The doctrine of appropriation allocates perpetual water rights along a river, on a “first in time[,] . . . superior in right” basis, Wyoming v. Colorado, 259 U. S. 419, 459 (1922), to those who divert its flow and apply the water to a beneficial use. See Hinderlider v. La Plata River & Cherry Creek Ditch Co., 304 U. S. 92, 98 (1938). The “beneficial use” requirement does most of the legal work. It marks the types of uses that confer an appropriative right — irrigation being a paradigmatic example, see United States v. Willow River Power Co., 324 U. S. 499, 504, n. 2 (1945); and it “measure[s]” the extent of an appropriator’s claim, see Ide v. United States, 263 U. S. 497, 505 (1924); A. Tarlock, Law of Water Rights and Resources §§ 5:66, 5:68-5:69, pp. 5-130.3, 5-130.9 to 5-130.10 (2010). At common law, an appropriator claims the volume of water diverted and “reasonably required”- by his intended use. Id., §§ 5:65, 5:66, at 5-127, 5-130.2; see Quinn v.
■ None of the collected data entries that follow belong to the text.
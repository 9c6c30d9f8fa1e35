//! Wire types mirroring the events API payloads.

use chrono::{NaiveDate, NaiveDateTime, NaiveTime};
use serde::{Deserialize, Serialize};
use uuid::Uuid;

/// An event as returned by the API.
#[derive(Debug, Clone, Serialize, Deserialize)]
pub struct Event {
    pub event_id: Uuid,
    pub title: String,
    pub description: Option<String>,
    pub event_date: NaiveDate,
    pub event_time: Option<NaiveTime>,
    pub venue: String,
    pub city: String,
    pub category: String,
    pub eligibility: Option<String>,
    pub rules: Option<String>,
    pub requirements: Option<String>,
    pub registration_deadline: Option<NaiveDate>,
    pub max_participants: Option<i32>,
    pub contact_email: Option<String>,
    pub contact_phone: Option<String>,
    pub image_url: Option<String>,
    pub status: String,
    pub created_by: Option<Uuid>,
    pub created_at: NaiveDateTime,
}

/// Payload for creating an event; the server assigns id and status.
#[derive(Debug, Clone, Serialize, Deserialize)]
pub struct CreateEvent {
    pub title: String,
    pub description: Option<String>,
    pub event_date: NaiveDate,
    pub event_time: Option<NaiveTime>,
    pub venue: String,
    pub city: String,
    pub category: String,
    pub eligibility: Option<String>,
    pub rules: Option<String>,
    pub requirements: Option<String>,
    pub registration_deadline: Option<NaiveDate>,
    pub max_participants: Option<i32>,
    pub contact_email: Option<String>,
    pub contact_phone: Option<String>,
    pub image_url: Option<String>,
    pub created_by: Option<Uuid>,
}

/// Payload for replacing an event; every field is resupplied.
#[derive(Debug, Clone, Serialize, Deserialize)]
pub struct UpdateEvent {
    pub title: String,
    pub description: Option<String>,
    pub event_date: NaiveDate,
    pub event_time: Option<NaiveTime>,
    pub venue: String,
    pub city: String,
    pub category: String,
    pub eligibility: Option<String>,
    pub rules: Option<String>,
    pub requirements: Option<String>,
    pub registration_deadline: Option<NaiveDate>,
    pub max_participants: Option<i32>,
    pub contact_email: Option<String>,
    pub contact_phone: Option<String>,
    pub image_url: Option<String>,
    pub status: String,
}

/// Identifier assigned to a freshly created event.
#[derive(Debug, Clone, Serialize, Deserialize)]
pub struct CreatedEvent {
    pub event_id: Uuid,
}

/// A created registration row.
#[derive(Debug, Clone, Serialize, Deserialize)]
pub struct Registration {
    pub registration_id: Uuid,
    pub event_id: Uuid,
    pub athlete_id: Uuid,
    pub registered_at: NaiveDateTime,
    pub status: String,
}

/// One entry of an athlete's registration history.
#[derive(Debug, Clone, Serialize, Deserialize)]
pub struct RegisteredEvent {
    pub event_id: Uuid,
    pub title: String,
    pub description: Option<String>,
    pub event_date: NaiveDate,
    pub event_time: Option<NaiveTime>,
    pub venue: String,
    pub city: String,
    pub category: String,
    pub eligibility: Option<String>,
    pub rules: Option<String>,
    pub requirements: Option<String>,
    pub registration_deadline: Option<NaiveDate>,
    pub max_participants: Option<i32>,
    pub contact_email: Option<String>,
    pub contact_phone: Option<String>,
    pub image_url: Option<String>,
    pub status: String,
    pub registered_at: NaiveDateTime,
    pub registration_status: String,
}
John Whitaker Ranch Co., 54 Wyo. 367, 377-378, 92 P. 2d 568, 570-571 (1939).

The Compact borrows the concept of appropriation to define the rights of pre-1950 water users along the Yellowstone River and its tributaries. Article V(A) promises that “[a]ppropriative rights to the beneficial uses of the water of the Yellowstone River System existing in each signatory State as of January 1,1950, shall continue to be enjoyed in accordance with the laws governing the acquisition and use of water under the doctrine of appropriation.” 65 Stat. 666. Article 11(H) elaborates that a “Beneficial Use” is one “by which the water supply of a drainage basin is depleted when usefully employed by the activities of man.” Id., at 665 (emphasis added).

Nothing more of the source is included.